#### INPUT MATERIAL:

::::

//! Sequential, bounds-checked reader over an inbound buffer.
//!
//! Every read either consumes exactly the bytes it returns or fails with
//! `OutOfBounds` and leaves the position where it was.

use crate::error::{ProtocolError, Result};

#[derive(Debug, Clone)]
pub struct BinaryCursor<'a> {
    buf: &'a [u8],
    pos: usize,
}

impl<'a> BinaryCursor<'a> {
    #[must_use]
    pub fn new(buf: &'a [u8]) -> Self {
        Self { buf, pos: 0 }
    }

    #[must_use]
    pub fn position(&self) -> usize {
        self.pos
    }

    #[must_use]
    pub fn remaining(&self) -> usize {
        self.buf.len() - self.pos
    }

    #[must_use]
    pub fn eof(&self) -> bool {
        self.pos >= self.buf.len()
    }

    /// Byte at the current position, `None` at end of buffer.
    #[must_use]
    pub fn peek(&self) -> Option<u8> {
        self.buf.get(self.pos).copied()
    }

    /// Everything from the current position to the end.
    #[must_use]
    pub fn rest(&self) -> &'a [u8] {
        &self.buf[self.pos..]
    }

    fn ensure(&self, needed: usize) -> Result<()> {
        if self.remaining() < needed {
            return Err(ProtocolError::OutOfBounds {
                needed,
                remaining: self.remaining(),
            });
        }
        Ok(())
    }

    /// Skip `n` bytes.
    pub fn advance(&mut self, n: usize) -> Result<()> {
        self.ensure(n)?;
        self.pos += n;
        Ok(())
    }

    pub fn read_u8(&mut self) -> Result<u8> {
        self.ensure(1)?;
        let b = self.buf[self.pos];
        self.pos += 1;
        Ok(b)
    }

    pub fn read_u32_be(&mut self) -> Result<u32> {
        let bytes = self.read_array::<4>()?;
        Ok(u32::from_be_bytes(bytes))
    }

    pub fn read_bytes(&mut self, n: usize) -> Result<&'a [u8]> {
        self.ensure(n)?;
        let out = &self.buf[self.pos..self.pos + n];
        self.pos += n;
        Ok(out)
    }

    pub fn read_array<const N: usize>(&mut self) -> Result<[u8; N]> {
        let mut out = [0u8; N];
        out.copy_from_slice(self.read_bytes(N)?);
        Ok(out)
    }

    /// Big-endian `u32` at `offset` bytes past the current position, without
    /// consuming anything.
    pub fn peek_u32_be_at(&self, offset: usize) -> Result<u32> {
        let needed = offset.saturating_add(4);
        self.ensure(needed)?;
        let start = self.pos + offset;
        let mut b = [0u8; 4];
        b.copy_from_slice(&self.buf[start..start + 4]);
        Ok(u32::from_be_bytes(b))
    }

    /// `len` bytes starting at the current position, without consuming.
    pub fn peek_bytes(&self, len: usize) -> Result<&'a [u8]> {
        self.ensure(len)?;
        Ok(&self.buf[self.pos..self.pos + len])
    }
}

::::

#### YOUR INSTRUCTIONS:
Each of the records should be written out again, exactly as it reads.

#### SOLVED EXERCISE:
//! Sequential, bounds-checked reader over an inbound buffer.
//!
//! Every read either consumes exactly the bytes it returns or fails with
//! `OutOfBounds` and leaves the position where it was.

use crate::error::{ProtocolError, Result};

#[derive(Debug, Clone)]
pub struct BinaryCursor<'a> {
    buf: &'a [u8],
    pos: usize,
}

impl<'a> BinaryCursor<'a> {
    #[must_use]
    pub fn new(buf: &'a [u8]) -> Self {
        Self { buf, pos: 0 }
    }

    #[must_use]
    pub fn position(&self) -> usize {
        self.pos
    }

    #[must_use]
    pub fn remaining(&self) -> usize {
        self.buf.len() - self.pos
    }

    #[must_use]
    pub fn eof(&self) -> bool {
        self.pos >= self.buf.len()
    }

    /// Byte at the current position, `None` at end of buffer.
    #[must_use]
    pub fn peek(&self) -> Option<u8> {
        self.buf.get(self.pos).copied()
    }

    /// Everything from the current position to the end.
    #[must_use]
    pub fn rest(&self) -> &'a [u8] {
        &self.buf[self.pos..]
    }

    fn ensure(&self, needed: usize) -> Result<()> {
        if self.remaining() < needed {
            return Err(ProtocolError::OutOfBounds {
                needed,
                remaining: self.remaining(),
            });
        }
        Ok(())
    }

    /// Skip `n` bytes.
    pub fn advance(&mut self, n: usize) -> Result<()> {
        self.ensure(n)?;
        self.pos += n;
        Ok(())
    }

    pub fn read_u8(&mut self) -> Result<u8> {
        self.ensure(1)?;
        let b = self.buf[self.pos];
        self.pos += 1;
        Ok(b)
    }

    pub fn read_u32_be(&mut self) -> Result<u32> {
        let bytes = self.read_array::<4>()?;
        Ok(u32::from_be_bytes(bytes))
    }

    pub fn read_bytes(&mut self, n: usize) -> Result<&'a [u8]> {
        self.ensure(n)?;
        let out = &self.buf[self.pos..self.pos + n];
        self.pos += n;
        Ok(out)
    }

    pub fn read_array<const N: usize>(&mut self) -> Result<[u8; N]> {
        let mut out = [0u8; N];
        out.copy_from_slice(self.read_bytes(N)?);
        Ok(out)
    }

    /// Big-endian `u32` at `offset` bytes past the current position, without
    /// consuming anything.
    pub fn peek_u32_be_at(&self, offset: usize) -> Result<u32> {
        let needed = offset.saturating_add(4);
        self.ensure(needed)?;
        let start = self.pos + offset;
        let mut b = [0u8; 4];
        b.copy_from_slice(&self.buf[start..start + 4]);
        Ok(u32::from_be_bytes(b))
    }

    /// `len` bytes starting at the current position, without consuming.
    pub fn peek_bytes(&self, len: usize) -> Result<&'a [u8]> {
        self.ensure(len)?;
        Ok(&self.buf[self.pos..self.pos + len])
    }
}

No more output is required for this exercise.